Speaking at the Windows Hardware Engineering Conference in Seattle on April 25, Gates gave a preview of Longhorn, to be released in late 2006. The preview, demonstrated in a keynote speech by Gates and other executives, showed off security enhancements, a computer "flight data recorder" that can diagnose the reasons for crashes, "rich indexing" that will allow easy searches and previews of the contents of a hard drive, and visual effects such as transparent file folders. "You have to go back, certainly, to Windows 95 to see something where we did a broad set of things that really enabled more types of applications," Gates said at the preview.
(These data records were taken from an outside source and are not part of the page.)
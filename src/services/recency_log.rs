//! Bounded, most-recent-first log of looked-up identifiers
//!
//! Each identifier appears at most once. A repeat lookup does not move an
//! entry; only a brand new identifier lands at the front. All mutations
//! happen under a single write lock, so the check-then-insert in
//! [`RecencyLog::upsert_provisional`] is atomic.

use std::collections::VecDeque;
use std::sync::atomic::{AtomicU64, Ordering};
use std::sync::Arc;

use tokio::sync::RwLock;
use tracing::debug;

use crate::models::{MediaIdentifier, MediaKind, Placeholder, RecencyLogEntry, ResolvedMeta};

#[derive(Clone)]
pub struct RecencyLog {
    entries: Arc<RwLock<VecDeque<ResolvedMeta>>>,
    capacity: usize,
    placeholder: Placeholder,
    /// Bumped on every visible change, read by the snapshot task
    revision: Arc<AtomicU64>,
}

impl RecencyLog {
    pub fn new(capacity: usize, placeholder: Placeholder) -> Self {
        Self {
            entries: Arc::new(RwLock::new(VecDeque::with_capacity(capacity))),
            capacity: capacity.max(1),
            placeholder,
            revision: Arc::new(AtomicU64::new(0)),
        }
    }

    pub fn capacity(&self) -> usize {
        self.capacity
    }

    pub fn revision(&self) -> u64 {
        self.revision.load(Ordering::Acquire)
    }

    fn bump(&self) {
        self.revision.fetch_add(1, Ordering::AcqRel);
    }

    /// Insert a provisional entry at the front unless the identifier is
    /// already present. Returns whether an entry was created.
    pub async fn upsert_provisional(&self, identifier: &MediaIdentifier, media_kind: MediaKind) -> bool {
        let mut entries = self.entries.write().await;

        if entries.iter().any(|entry| entry.identifier == *identifier) {
            return false;
        }

        entries.push_front(self.placeholder.provisional(identifier.clone(), media_kind));
        self.truncate_locked(&mut entries);
        drop(entries);

        self.bump();
        true
    }

    /// Overwrite an entry's metadata in place. Entries evicted while the
    /// resolution was running are not re-added.
    pub async fn apply_resolved(&self, identifier: &MediaIdentifier, meta: ResolvedMeta) -> bool {
        let mut entries = self.entries.write().await;

        match entries.iter_mut().find(|entry| entry.identifier == *identifier) {
            Some(entry) => {
                entry.display_name = meta.display_name;
                entry.image_url = meta.image_url;
                entry.media_kind = meta.media_kind;
                entry.resolved_at = meta.resolved_at;
                entry.resolution = meta.resolution;
                drop(entries);
                self.bump();
                true
            }
            None => {
                debug!("Dropping resolution for {}: no longer in history", identifier);
                false
            }
        }
    }

    pub async fn truncate_to_capacity(&self) {
        let mut entries = self.entries.write().await;
        if self.truncate_locked(&mut entries) > 0 {
            drop(entries);
            self.bump();
        }
    }

    fn truncate_locked(&self, entries: &mut VecDeque<ResolvedMeta>) -> usize {
        let mut evicted = 0;
        while entries.len() > self.capacity {
            if let Some(entry) = entries.pop_back() {
                debug!("Evicted {} from history", entry.identifier);
                evicted += 1;
            }
        }
        evicted
    }

    /// Most-recent-first copy with positions
    pub async fn list(&self) -> Vec<RecencyLogEntry> {
        self.entries
            .read()
            .await
            .iter()
            .enumerate()
            .map(|(position, meta)| RecencyLogEntry {
                position,
                meta: meta.clone(),
            })
            .collect()
    }

    pub async fn get(&self, identifier: &MediaIdentifier) -> Option<ResolvedMeta> {
        self.entries
            .read()
            .await
            .iter()
            .find(|entry| entry.identifier == *identifier)
            .cloned()
    }

    pub async fn len(&self) -> usize {
        self.entries.read().await.len()
    }

    pub async fn is_empty(&self) -> bool {
        self.entries.read().await.is_empty()
    }

    /// Present and still waiting for a provider answer
    pub async fn needs_resolution(&self, identifier: &MediaIdentifier) -> bool {
        self.entries
            .read()
            .await
            .iter()
            .any(|entry| entry.identifier == *identifier && entry.is_provisional())
    }

    /// Replace the contents with previously saved entries (most recent
    /// first). Later duplicates and entries past capacity are discarded.
    pub async fn restore(&self, saved: Vec<ResolvedMeta>) -> usize {
        let mut restored: VecDeque<ResolvedMeta> = VecDeque::with_capacity(self.capacity);
        for meta in saved {
            if restored.len() == self.capacity {
                break;
            }
            if restored.iter().any(|entry| entry.identifier == meta.identifier) {
                continue;
            }
            restored.push_back(meta);
        }

        let count = restored.len();
        *self.entries.write().await = restored;
        self.bump();
        count
    }

    /// Plain copy for persistence, together with the revision it reflects
    pub async fn snapshot(&self) -> (u64, Vec<ResolvedMeta>) {
        let entries = self.entries.read().await;
        (self.revision(), entries.iter().cloned().collect())
    }
}

#[cfg(test)]
mod tests {
    use super::*;
    use crate::models::Resolution;

    fn log(capacity: usize) -> RecencyLog {
        RecencyLog::new(
            capacity,
            Placeholder::new("Fetching title...", "https://img.example/{id}"),
        )
    }

    fn id(raw: &str) -> MediaIdentifier {
        MediaIdentifier::parse(raw)
    }

    fn order(entries: &[RecencyLogEntry]) -> Vec<String> {
        entries
            .iter()
            .map(|entry| entry.meta.identifier.to_string())
            .collect()
    }

    #[tokio::test]
    async fn test_new_identifier_is_provisional_at_front() {
        let log = log(5);
        assert!(log.upsert_provisional(&id("tt1"), MediaKind::Movie).await);
        assert!(log.upsert_provisional(&id("tt2"), MediaKind::Movie).await);

        let entries = log.list().await;
        assert_eq!(order(&entries), vec!["tt2", "tt1"]);
        assert_eq!(entries[0].position, 0);
        assert_eq!(entries[0].meta.display_name, "Fetching title...");
        assert_eq!(entries[0].meta.image_url, "https://img.example/tt2");
        assert!(entries[0].meta.is_provisional());
    }

    #[tokio::test]
    async fn test_repeat_lookup_does_not_duplicate_or_reorder() {
        let log = log(5);
        log.upsert_provisional(&id("tt1"), MediaKind::Movie).await;
        log.upsert_provisional(&id("tt2"), MediaKind::Movie).await;

        assert!(!log.upsert_provisional(&id("tt1"), MediaKind::Movie).await);
        assert_eq!(order(&log.list().await), vec!["tt2", "tt1"]);
        assert_eq!(log.len().await, 2);
    }

    #[tokio::test]
    async fn test_capacity_evicts_oldest() {
        let log = log(3);
        for raw in ["tt1", "tt2", "tt3", "tt4"] {
            log.upsert_provisional(&id(raw), MediaKind::Movie).await;
        }
        assert_eq!(order(&log.list().await), vec!["tt4", "tt3", "tt2"]);
        assert!(log.get(&id("tt1")).await.is_none());
    }

    #[tokio::test]
    async fn test_apply_resolved_keeps_position() {
        let log = log(5);
        log.upsert_provisional(&id("tt1"), MediaKind::Movie).await;
        log.upsert_provisional(&id("tt2"), MediaKind::Movie).await;

        let meta = ResolvedMeta::resolved(id("tt1"), MediaKind::Movie, "Film".into(), "P".into());
        assert!(log.apply_resolved(&id("tt1"), meta).await);

        let entries = log.list().await;
        assert_eq!(order(&entries), vec!["tt2", "tt1"]);
        assert_eq!(entries[1].meta.display_name, "Film");
        assert_eq!(entries[1].meta.resolution, Resolution::Resolved);
        assert!(!log.needs_resolution(&id("tt1")).await);
        assert!(log.needs_resolution(&id("tt2")).await);
    }

    #[tokio::test]
    async fn test_apply_resolved_after_eviction_is_noop() {
        let log = log(1);
        log.upsert_provisional(&id("tt1"), MediaKind::Movie).await;
        log.upsert_provisional(&id("tt2"), MediaKind::Movie).await;

        let meta = ResolvedMeta::resolved(id("tt1"), MediaKind::Movie, "Film".into(), "P".into());
        assert!(!log.apply_resolved(&id("tt1"), meta).await);
        assert_eq!(order(&log.list().await), vec!["tt2"]);
    }

    #[tokio::test]
    async fn test_concurrent_upserts_create_one_entry() {
        let log = log(10);
        let mut handles = Vec::new();
        for _ in 0..16 {
            let log = log.clone();
            handles.push(tokio::spawn(async move {
                log.upsert_provisional(&MediaIdentifier::parse("tt7:1:1"), MediaKind::Series)
                    .await
            }));
        }

        let mut created = 0;
        for handle in handles {
            if handle.await.unwrap() {
                created += 1;
            }
        }
        assert_eq!(created, 1);
        assert_eq!(log.len().await, 1);
    }

    #[tokio::test]
    async fn test_restore_applies_uniqueness_and_capacity() {
        let log = log(2);
        let placeholder = Placeholder::new("x", "y");
        let saved = vec![
            placeholder.unresolved(id("tt1"), MediaKind::Movie),
            placeholder.unresolved(id("tt1"), MediaKind::Movie),
            placeholder.unresolved(id("tt2"), MediaKind::Movie),
            placeholder.unresolved(id("tt3"), MediaKind::Movie),
        ];

        assert_eq!(log.restore(saved).await, 2);
        assert_eq!(order(&log.list().await), vec!["tt1", "tt2"]);
    }

    #[tokio::test]
    async fn test_revision_tracks_changes() {
        let log = log(2);
        let start = log.revision();
        log.upsert_provisional(&id("tt1"), MediaKind::Movie).await;
        assert!(log.revision() > start);

        let after_insert = log.revision();
        log.upsert_provisional(&id("tt1"), MediaKind::Movie).await;
        log.truncate_to_capacity().await;
        assert_eq!(log.revision(), after_insert);
    }
}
While enabling the next generation is one thing, getting corporate customers and consumers on the Longhorn bandwagon may take some doing, say professors at Wharton. Is enhanced security going to spark the upgrades to grow Microsoft's revenue? Will consumers be lured by visual effects? Is Longhorn enough to touch off a buying frenzy for related technology such as semiconductors, personal computers and networking equipment?
"It's tough because Microsoft has to play to two markets -- the consumer and the corporate enterprise," says Wharton legal studies professor Kevin Werbach. "Microsoft has to balance new features with the calculated decisions of corporations." Another challenge is inertia. "Yes, Longhorn is a big deal for the technology industry, but it is hard to get excited about," Werbach adds, especially when Longhorn won't be completed until late next year. On the bright side, Gates has plenty of time to build up anticipation for Longhorn.